About a year ago, we all learned about how Ron Artest intentionally tires himself out and ignores gameplans just to make defense harder for him. We had some laughs because of course Ron Artest would do something like that because he’s wackadoodle.

Now it’s 2012 and he’s Metta World Peace. But he’s still the same guy on the inside, and he still has hilarious opinions on defense. From ESPN:

“The defense, I got to bring it back,” World Peace said after practice Thursday, a day after putting up three points, seven assists, five rebounds, two steals and a block while playing a season-high 38 minutes. “I got bored with defense because it was so easy for me to stop people over the years. I got real bored with it. When you’re playing against guys and you’re stopping guys every single time, what else are you going to do [but get bored]? It caught up to me, but this year I’m doing better. This year I’m almost back to where I want to be.”

Well, at least this is intellectually consistent with a guy who seeks out ways to make things more difficult for himself. It makes a ton of sense that if you were bored with defense that you would do stuff that would make it more exciting. It’s like Jack White only wanting to play with equipment from the 1960′s because he likes the challenge of mastering old stuff.

Of course, that’s music and this is professional sports, where it seems like most everyone is doing everything they can to make things easier for themselves. But Metta World Peace isn’t the same as most professional athletes. He’s been so good at defense for so long — he made his first All-Defensive second team in 2003 — that he maybe would get bored. Why wouldn’t he think “this is easy for me?” He changed his name to Metta World Peace. Anything is possible.

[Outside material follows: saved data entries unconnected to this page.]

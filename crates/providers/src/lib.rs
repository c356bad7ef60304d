pub mod anthropic;
pub mod ollama;
pub mod openai_compat;
pub mod probe;
pub mod registry;
pub mod router;
pub mod toolloop;
pub mod traits;
pub(crate) mod pricing;
pub(crate) mod util;

// Re-exports for convenience.
pub use registry::{can_handle, capabilities_of, AdapterRegistry, ProviderCapabilities};
pub use router::{CostReport, Router, StatsSnapshot, UsageStats};
pub use toolloop::{ToolExecutor, ToolLoop};
pub use traits::{
    ChatRequest, ChatResponse, EmbeddingsRequest, EmbeddingsResponse, ProviderAdapter,
};
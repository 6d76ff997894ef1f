//! Pipeline Orchestrator, Restart Planner, and Progress Reporter.
//!
//! This crate is the process-facing heart of the system: it decides which
//! stages a task runs through, wires stage locks and retry around the
//! discovery/fetch/synthesize/embed engines, persists restart-capable
//! results onto the task registry, and exposes the read-side views the CLI
//! reports on.

pub mod orchestrator;
pub mod progress;
pub mod restart;

pub use orchestrator::PipelineHandle;
pub use progress::{DetailLevel, ProgressSummary, RunningTaskView, TaskView, summarize, task_detail};
pub use restart::{RestartStage, plan_restart};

The interesting thing is that this is pretty much MWP admitting he hasn’t been as good defensively as he should be. Sure, he’s phrasing it along the lines of he’s been so good for so long that even he takes it for granted, but even that is ceding that he isn’t trying as hard as he should be. Even if he’s bored, like he says, he also seems to have just realized that he still needs to try hard. And considering his defense has fallen off considerably, he’s right about that.

As you’ll see with gifted children, you have to find a way to keep them engaged in school, even when their classes aren’t super challenging. Basically, the Lakers just need to treat Metta World Peace like a very smart, very quirky 11-year-old if they want him to play classic Ron Artest defense. Come to think of it, that’s probably a pretty solid strategy all around.